We can find out here when the ditch around the stones was dug (5,013-4,933 years ago, with 95 per cent confidence), and that some bones were placed on the bottom that were already between 70 and 420 years old. We can read about the most dramatic attempt yet to replicate the erection of a Stonehenge megalith (the huge sarsen structure could have been built within three years). We can get up to date on the old idea that the Welsh bluestones reached the site during the Ice Age - they didn't (`Glaciers . . . never reached Salisbury plain'). We can learn that, despite all the verbiage claiming so much more, the summer solstice sunrise alignment is still the only astronomical feature at Stonehenge of which we can be really confident.
It is a sad thought that none of the pioneer modern archaeologists who worked at Stonehenge in the middle of this century is alive to see what is now being built on the foundations they laid. I like to think that they would be pleasantly surprised to find so much humanity in a work that proclaims itself as science. Amidst all the rigour and statistics, the copious diagrams and wonderfully useful bibliographies, we are never allowed to forget that Stonehenge was made by people. No one with an interest in Stonehenge could fail to be inspired by something in this book.

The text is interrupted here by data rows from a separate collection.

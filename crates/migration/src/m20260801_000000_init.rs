//! Initial schema migration - creates all tables from scratch.
//!
//! It creates the complete schema for Bolletta:
//!
//! - `users`: mirrored user accounts forming a creator tree
//! - `receivers`: named payees, one set per owning user
//! - `locations`: named places, one set per owning user
//! - `consumers`: named people a bill is split over, one set per owning user
//! - `bills`: recorded expenses referencing one receiver, one location and
//!   a set of consumers
//! - `bill_consumers`: bill/consumer join table
//!
//! Reference names are unique per `(user_id, name)` across live and
//! soft-deleted rows, and user emails are unique across the whole table, so
//! get-or-create resolution can rely on the database instead of a
//! check-then-insert read.

use sea_orm_migration::prelude::*;

#[derive(DeriveMigrationName)]
pub struct Migration;

// ─────────────────────────────────────────────────────────────────────────────
// Table identifiers
// ─────────────────────────────────────────────────────────────────────────────

#[derive(Iden)]
enum Users {
    Table,
    Id,
    FirstName,
    LastName,
    Email,
    Password,
    Phone,
    Role,
    CreatedBy,
    CreatedAt,
    UpdatedAt,
    DeletedAt,
}

#[derive(Iden)]
enum Receivers {
    Table,
    Id,
    Name,
    UserId,
    CreatedAt,
    UpdatedAt,
    DeletedAt,
}

#[derive(Iden)]
enum Locations {
    Table,
    Id,
    Name,
    UserId,
    CreatedAt,
    UpdatedAt,
    DeletedAt,
}

#[derive(Iden)]
enum Consumers {
    Table,
    Id,
    Name,
    UserId,
    CreatedAt,
    UpdatedAt,
    DeletedAt,
}

#[derive(Iden)]
enum Bills {
    Table,
    Id,
    Amount,
    Description,
    Date,
    UserId,
    ReceiverId,
    LocationId,
    CreatedAt,
    UpdatedAt,
    DeletedAt,
}

#[derive(Iden)]
enum BillConsumers {
    Table,
    BillId,
    ConsumerId,
}

// ─────────────────────────────────────────────────────────────────────────────
// Migration implementation
// ─────────────────────────────────────────────────────────────────────────────

#[async_trait::async_trait]
impl MigrationTrait for Migration {
    async fn up(&self, manager: &SchemaManager) -> Result<(), DbErr> {
        // ───────────────────────────────────────────────────────────────────
        // 1. Users
        // ───────────────────────────────────────────────────────────────────
        manager
            .create_table(
                Table::create()
                    .table(Users::Table)
                    .if_not_exists()
                    .col(
                        // Ids come from the upstream identity service, so no
                        // auto increment here.
                        ColumnDef::new(Users::Id)
                            .big_integer()
                            .not_null()
                            .primary_key(),
                    )
                    .col(ColumnDef::new(Users::FirstName).string_len(45).not_null())
                    .col(ColumnDef::new(Users::LastName).string_len(45).not_null())
                    .col(ColumnDef::new(Users::Email).string_len(256).not_null())
                    .col(ColumnDef::new(Users::Password).string_len(60).not_null())
                    .col(ColumnDef::new(Users::Phone).string_len(12).not_null())
                    .col(
                        ColumnDef::new(Users::Role)
                            .string_len(10)
                            .not_null()
                            .default("user"),
                    )
                    .col(ColumnDef::new(Users::CreatedBy).big_integer())
                    .col(ColumnDef::new(Users::CreatedAt).timestamp().not_null())
                    .col(ColumnDef::new(Users::UpdatedAt).timestamp().not_null())
                    .col(ColumnDef::new(Users::DeletedAt).timestamp())
                    .foreign_key(
                        ForeignKey::create()
                            .name("fk-users-created_by")
                            .from(Users::Table, Users::CreatedBy)
                            .to(Users::Table, Users::Id),
                    )
                    .to_owned(),
            )
            .await?;

        // Uniqueness spans soft-deleted rows as well: a deleted account still
        // reserves its email.
        manager
            .create_index(
                Index::create()
                    .name("idx-users-email-unique")
                    .table(Users::Table)
                    .col(Users::Email)
                    .unique()
                    .to_owned(),
            )
            .await?;

        manager
            .create_index(
                Index::create()
                    .name("idx-users-created_by")
                    .table(Users::Table)
                    .col(Users::CreatedBy)
                    .to_owned(),
            )
            .await?;

        // ───────────────────────────────────────────────────────────────────
        // 2. Receivers
        // ───────────────────────────────────────────────────────────────────
        manager
            .create_table(
                Table::create()
                    .table(Receivers::Table)
                    .if_not_exists()
                    .col(
                        ColumnDef::new(Receivers::Id)
                            .integer()
                            .not_null()
                            .auto_increment()
                            .primary_key(),
                    )
                    .col(ColumnDef::new(Receivers::Name).string_len(100).not_null())
                    .col(ColumnDef::new(Receivers::UserId).big_integer().not_null())
                    .col(ColumnDef::new(Receivers::CreatedAt).timestamp().not_null())
                    .col(ColumnDef::new(Receivers::UpdatedAt).timestamp().not_null())
                    .col(ColumnDef::new(Receivers::DeletedAt).timestamp())
                    .foreign_key(
                        ForeignKey::create()
                            .name("fk-receivers-user_id")
                            .from(Receivers::Table, Receivers::UserId)
                            .to(Users::Table, Users::Id)
                            .on_delete(ForeignKeyAction::Cascade),
                    )
                    .to_owned(),
            )
            .await?;

        manager
            .create_index(
                Index::create()
                    .name("idx-receivers-user_id-name-unique")
                    .table(Receivers::Table)
                    .col(Receivers::UserId)
                    .col(Receivers::Name)
                    .unique()
                    .to_owned(),
            )
            .await?;

        // ───────────────────────────────────────────────────────────────────
        // 3. Locations
        // ───────────────────────────────────────────────────────────────────
        manager
            .create_table(
                Table::create()
                    .table(Locations::Table)
                    .if_not_exists()
                    .col(
                        ColumnDef::new(Locations::Id)
                            .integer()
                            .not_null()
                            .auto_increment()
                            .primary_key(),
                    )
                    .col(ColumnDef::new(Locations::Name).string_len(100).not_null())
                    .col(ColumnDef::new(Locations::UserId).big_integer().not_null())
                    .col(ColumnDef::new(Locations::CreatedAt).timestamp().not_null())
                    .col(ColumnDef::new(Locations::UpdatedAt).timestamp().not_null())
                    .col(ColumnDef::new(Locations::DeletedAt).timestamp())
                    .foreign_key(
                        ForeignKey::create()
                            .name("fk-locations-user_id")
                            .from(Locations::Table, Locations::UserId)
                            .to(Users::Table, Users::Id)
                            .on_delete(ForeignKeyAction::Cascade),
                    )
                    .to_owned(),
            )
            .await?;

        manager
            .create_index(
                Index::create()
                    .name("idx-locations-user_id-name-unique")
                    .table(Locations::Table)
                    .col(Locations::UserId)
                    .col(Locations::Name)
                    .unique()
                    .to_owned(),
            )
            .await?;

        // ───────────────────────────────────────────────────────────────────
        // 4. Consumers
        // ───────────────────────────────────────────────────────────────────
        manager
            .create_table(
                Table::create()
                    .table(Consumers::Table)
                    .if_not_exists()
                    .col(
                        ColumnDef::new(Consumers::Id)
                            .integer()
                            .not_null()
                            .auto_increment()
                            .primary_key(),
                    )
                    .col(ColumnDef::new(Consumers::Name).string_len(100).not_null())
                    .col(ColumnDef::new(Consumers::UserId).big_integer().not_null())
                    .col(ColumnDef::new(Consumers::CreatedAt).timestamp().not_null())
                    .col(ColumnDef::new(Consumers::UpdatedAt).timestamp().not_null())
                    .col(ColumnDef::new(Consumers::DeletedAt).timestamp())
                    .foreign_key(
                        ForeignKey::create()
                            .name("fk-consumers-user_id")
                            .from(Consumers::Table, Consumers::UserId)
                            .to(Users::Table, Users::Id)
                            .on_delete(ForeignKeyAction::Cascade),
                    )
                    .to_owned(),
            )
            .await?;

        manager
            .create_index(
                Index::create()
                    .name("idx-consumers-user_id-name-unique")
                    .table(Consumers::Table)
                    .col(Consumers::UserId)
                    .col(Consumers::Name)
                    .unique()
                    .to_owned(),
            )
            .await?;

        // ───────────────────────────────────────────────────────────────────
        // 5. Bills
        // ───────────────────────────────────────────────────────────────────
        manager
            .create_table(
                Table::create()
                    .table(Bills::Table)
                    .if_not_exists()
                    .col(
                        ColumnDef::new(Bills::Id)
                            .big_integer()
                            .not_null()
                            .auto_increment()
                            .primary_key(),
                    )
                    .col(ColumnDef::new(Bills::Amount).string_len(18).not_null())
                    .col(
                        ColumnDef::new(Bills::Description)
                            .string_len(500)
                            .not_null(),
                    )
                    .col(ColumnDef::new(Bills::Date).timestamp())
                    .col(ColumnDef::new(Bills::UserId).big_integer().not_null())
                    .col(ColumnDef::new(Bills::ReceiverId).integer().not_null())
                    .col(ColumnDef::new(Bills::LocationId).integer().not_null())
                    .col(ColumnDef::new(Bills::CreatedAt).timestamp().not_null())
                    .col(ColumnDef::new(Bills::UpdatedAt).timestamp().not_null())
                    .col(ColumnDef::new(Bills::DeletedAt).timestamp())
                    .foreign_key(
                        ForeignKey::create()
                            .name("fk-bills-user_id")
                            .from(Bills::Table, Bills::UserId)
                            .to(Users::Table, Users::Id)
                            .on_delete(ForeignKeyAction::Cascade),
                    )
                    .foreign_key(
                        ForeignKey::create()
                            .name("fk-bills-receiver_id")
                            .from(Bills::Table, Bills::ReceiverId)
                            .to(Receivers::Table, Receivers::Id)
                            .on_delete(ForeignKeyAction::Cascade),
                    )
                    .foreign_key(
                        ForeignKey::create()
                            .name("fk-bills-location_id")
                            .from(Bills::Table, Bills::LocationId)
                            .to(Locations::Table, Locations::Id)
                            .on_delete(ForeignKeyAction::Cascade),
                    )
                    .to_owned(),
            )
            .await?;

        manager
            .create_index(
                Index::create()
                    .name("idx-bills-user_id")
                    .table(Bills::Table)
                    .col(Bills::UserId)
                    .to_owned(),
            )
            .await?;

        // ───────────────────────────────────────────────────────────────────
        // 6. Bill Consumers
        // ───────────────────────────────────────────────────────────────────
        manager
            .create_table(
                Table::create()
                    .table(BillConsumers::Table)
                    .if_not_exists()
                    .col(
                        ColumnDef::new(BillConsumers::BillId)
                            .big_integer()
                            .not_null(),
                    )
                    .col(
                        ColumnDef::new(BillConsumers::ConsumerId)
                            .integer()
                            .not_null(),
                    )
                    .primary_key(
                        Index::create()
                            .col(BillConsumers::BillId)
                            .col(BillConsumers::ConsumerId),
                    )
                    .foreign_key(
                        ForeignKey::create()
                            .name("fk-bill_consumers-bill_id")
                            .from(BillConsumers::Table, BillConsumers::BillId)
                            .to(Bills::Table, Bills::Id)
                            .on_delete(ForeignKeyAction::Cascade),
                    )
                    .foreign_key(
                        ForeignKey::create()
                            .name("fk-bill_consumers-consumer_id")
                            .from(BillConsumers::Table, BillConsumers::ConsumerId)
                            .to(Consumers::Table, Consumers::Id)
                            .on_delete(ForeignKeyAction::Cascade),
                    )
                    .to_owned(),
            )
            .await?;

        manager
            .create_index(
                Index::create()
                    .name("idx-bill_consumers-consumer_id")
                    .table(BillConsumers::Table)
                    .col(BillConsumers::ConsumerId)
                    .to_owned(),
            )
            .await?;

        Ok(())
    }

    async fn down(&self, manager: &SchemaManager) -> Result<(), DbErr> {
        manager
            .drop_table(Table::drop().table(BillConsumers::Table).to_owned())
            .await?;
        manager
            .drop_table(Table::drop().table(Bills::Table).to_owned())
            .await?;
        manager
            .drop_table(Table::drop().table(Consumers::Table).to_owned())
            .await?;
        manager
            .drop_table(Table::drop().table(Locations::Table).to_owned())
            .await?;
        manager
            .drop_table(Table::drop().table(Receivers::Table).to_owned())
            .await?;
        manager
            .drop_table(Table::drop().table(Users::Table).to_owned())
            .await?;

        Ok(())
    }
}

Mike Pitts is a former Curator of the Alexander Keiller Museum at Avebury
by Stephen Rippon
MAKING ENGLISH LANDSCAPES
This short book commemorates the
25th anniversary of Christopher
Taylor's book Dorset, and is a fitting
tribute to the contribution that Taylor and
others have made to landscape archaeology
in recent decades. As Robert Higham says
in his concluding chapter, `landscape study
is a field which draws much more than a
specialist audience ...[It] appeals to a broad
spectrum of people with local, regional and
very much wider interests'. This well-written
and well-illustrated volume exemplifies just
how accessible landscape studies can be.
Chronologically, the eight chapters
range from prehistoric ritual monuments,
through Anglo-Saxon estates, to 18th century pheasant shooting. They cover a number
of case studies from Cornwall and Dorset
to Northumbria, along with more general
themes such as Tom Williamson's discussion of `fur, fish and feather' in the post
medieval landscape. This last paper is an
interesting examination of the relationship
between man and nature, stressing the importance of what he terms `intermediate'
forms of exploitation: `the forms of animal
management which were not equivalent to
the hunting of truly wild animals, nor yet
to the husbandry of fully domesticated ones'.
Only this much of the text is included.